Casus Belli N°31


...Les hommes d’arme s’affairaient à leur lueur des torches. Pantin tragique que la mort avait surpris dans une pose grotesque, Gwildan gisait sur les dalles humides de la rue. Son destin pathétique n’avait eu aucun témoin. Le sergent examina la flèche plantée dans la poitrine du mort: «Un projectile ordinaire. Du même genre que celui d’hier. N’importe qui a pu faire le coup. N’importe qui... » Deux cadavres en deux jours, l’affaire s’annonçait mal. Les victimes avaient un seul point commun elles travaillaient chez Clemric, le teinturier. Ce soir, Gwildan avait eu le malheur de trop parler...

Ce scénario est destiné à être joué par deux personnages et un maître de jeu. Il peut très facilement être adapté à n’importe quel jeu de rôle d’épopée fantastique (voir en fin de module).

Flash-back

Istria est l’une des plus belles villes du royaume. Les aventuriers peuvent le constater, alors qu’ils s’approchent des remparts légendaires d’un blanc aveuglant, à cent lieues à la ronde. Arrivés à l’une des nombreuses poternes de l’enceinte, ils doivent souscrire aux formalités d’usage. Qui êtes-vous ? Où allez-vous ? Le chef des gardes parait très intéressé quand ils s’annoncent étrangers à la cité. Un court instant, il semble réfléchir, puis se tournant vers les voyageurs leur intime ordre de jeter leurs armes ils sont en état d’arrestation l Escortés par six gardes armés jusqu’aux dents, les aventuriers sont conduits à travers les rues de la ville jusqu’au palais du gouverneur. Après une courte attente dans un couloir sinistre, on les introduit dans une grande salle d’audience décorée de tentures d’apparat. Sur un grand trône de chêne sculpté, est assis un homme au visage sévère qui les examine avec attention. Il se présente: son nom est Tillas, il est gouverneur d’Istria. D’une voix profonde et grave, il entreprend d’expliquer aux captifs les motifs de leur arrestation :

« - Messires, veuillez pardonner cette « invitation » pour le moins cavalière. J’ai besoin de votre aide.
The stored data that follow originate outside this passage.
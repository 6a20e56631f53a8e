//! Domain layer - Pure business logic and data models.
//!
//! This module contains the types that describe applications, their network
//! identity and the pf rules compiled from it. These types have no I/O
//! dependencies and can be tested in isolation.

mod app;
mod process;
mod rule;
mod schedule;

// Re-export all domain types
pub use app::{normalize, AppName};
pub use process::{Connection, NetworkProcess, ProcessEntry, ProcessIdentity};
pub use rule::{compile, render, Action, Direction, FirewallRule, PortSet, Protocol, Selector};
pub use schedule::{parse_duration, ScheduleEntry};
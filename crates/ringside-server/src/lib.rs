pub mod battle;
pub mod config;
pub mod player;
pub mod room;
pub mod room_heap;
pub mod state;
pub mod ws;

use axum::Router;
use tower_http::trace::TraceLayer;

use config::ServerConfig;
use state::AppState;

/// Build the Axum router and application state from a config.
pub fn build_app(config: ServerConfig) -> (Router<()>, AppState) {
    let state = AppState::new(config);

    let app = Router::new()
        .route("/ws", axum::routing::get(ws::ws_handler))
        .route("/health", axum::routing::get(health_check))
        .layer(TraceLayer::new_for_http())
        .with_state(state.clone());

    (app, state)
}

async fn health_check() -> &'static str {
    "ok"
}
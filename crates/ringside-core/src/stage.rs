//! Stage geometry consumed by the battle core.
//!
//! The TMX/TSX map pipeline is an external collaborator; it boils each map
//! down to the exact records below (tile-grid dimensions, the
//! `PlayerStartingPos` point list and the `Barrier` polygon list, all in
//! world coordinates centered on the stage). The builtin stages mirror that
//! output shape so the core never touches map files.

use crate::collision::Vec2;

/// One barrier polygon: a convex outline anchored somewhere on the stage.
#[derive(Debug, Clone)]
pub struct BarrierPolygon {
    pub anchor: Vec2,
    pub points: Vec<Vec2>,
}

#[derive(Debug, Clone)]
pub struct Stage {
    pub name: &'static str,
    pub stage_discrete_w: i32,
    pub stage_discrete_h: i32,
    pub stage_tile_w: i32,
    pub stage_tile_h: i32,
    pub player_starting_pos: Vec<Vec2>,
    pub barriers: Vec<BarrierPolygon>,
}

impl Stage {
    pub fn world_width(&self) -> f64 {
        f64::from(self.stage_discrete_w * self.stage_tile_w)
    }

    pub fn world_height(&self) -> f64 {
        f64::from(self.stage_discrete_h * self.stage_tile_h)
    }

    pub fn names() -> &'static [&'static str] {
        &["richsoil", "dungeon"]
    }

    pub fn by_name(name: &str) -> Option<Stage> {
        match name {
            "richsoil" => Some(richsoil()),
            "dungeon" => Some(dungeon()),
            _ => None,
        }
    }
}

fn wall(anchor_x: f64, anchor_y: f64, w: f64, h: f64) -> BarrierPolygon {
    BarrierPolygon {
        anchor: Vec2::new(anchor_x, anchor_y),
        points: vec![
            Vec2::new(0.0, 0.0),
            Vec2::new(w, 0.0),
            Vec2::new(w, h),
            Vec2::new(0.0, h),
        ],
    }
}

/// 64×64 tiles of 16 px: a walled arena with two mid-field pillars.
fn richsoil() -> Stage {
    let half = 512.0;
    let t = 16.0;
    Stage {
        name: "richsoil",
        stage_discrete_w: 64,
        stage_discrete_h: 64,
        stage_tile_w: 16,
        stage_tile_h: 16,
        player_starting_pos: vec![
            Vec2::new(-120.0, -40.0),
            Vec2::new(120.0, 40.0),
            Vec2::new(-120.0, 120.0),
            Vec2::new(120.0, -120.0),
        ],
        barriers: vec![
            // Perimeter
            wall(-half, -half, 2.0 * half, t),
            wall(-half, half - t, 2.0 * half, t),
            wall(-half, -half + t, t, 2.0 * (half - t)),
            wall(half - t, -half + t, t, 2.0 * (half - t)),
            // Pillars
            wall(-48.0, -160.0, 96.0, 32.0),
            wall(-48.0, 128.0, 96.0, 32.0),
            // A slanted outcrop, kept convex
            BarrierPolygon {
                anchor: Vec2::new(224.0, -32.0),
                points: vec![
                    Vec2::new(0.0, 0.0),
                    Vec2::new(64.0, 16.0),
                    Vec2::new(64.0, 48.0),
                    Vec2::new(0.0, 64.0),
                ],
            },
        ],
    }
}

/// 32×32 tiles of 16 px: a tight room with a single center block.
fn dungeon() -> Stage {
    let half = 256.0;
    let t = 16.0;
    Stage {
        name: "dungeon",
        stage_discrete_w: 32,
        stage_discrete_h: 32,
        stage_tile_w: 16,
        stage_tile_h: 16,
        player_starting_pos: vec![Vec2::new(-80.0, 0.0), Vec2::new(80.0, 0.0)],
        barriers: vec![
            wall(-half, -half, 2.0 * half, t),
            wall(-half, half - t, 2.0 * half, t),
            wall(-half, -half + t, t, 2.0 * (half - t)),
            wall(half - t, -half + t, t, 2.0 * (half - t)),
            wall(-32.0, -32.0, 64.0, 64.0),
        ],
    }
}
Voici mon problème: vous ne l’ignorez sans doute pas, depuis quelques temps la guerre menace. Or, mes espions m’ont appris que Clemric, notre très influent teinturier, semblait dans les meilleurs termes avec nos ennemis du nord. Je crains un complot. Dernièrement, j’ai multiplié les perquisitions au domicile et à l’atelier de Clemric, usant et abusant des motifs les plus futiles. Mais, mes hommes n’ont rien trouvé. Je reste néanmoins persuadé de sa traîtrise. Ne pouvant me permettre de me compromettre plus encore - Clemric a le bras long - c’est à vous, deux inconnus, que le m’adresse. Découvrez ce que trame Clemric ! Si, en plus, vous pouviez régler par vos propres moyens cette affaire, ça ne serait pas plus mal. Si vous faites du bon travail, vous serez bien récompensés. Evidemment, si vous veniez à être capturés, je nierais vous avoir jamais rencontrés. N’essayez pas de fuir, mes hommes vous retrouveraient sans difficulté, et alors... ce serait tant pis pour vous ».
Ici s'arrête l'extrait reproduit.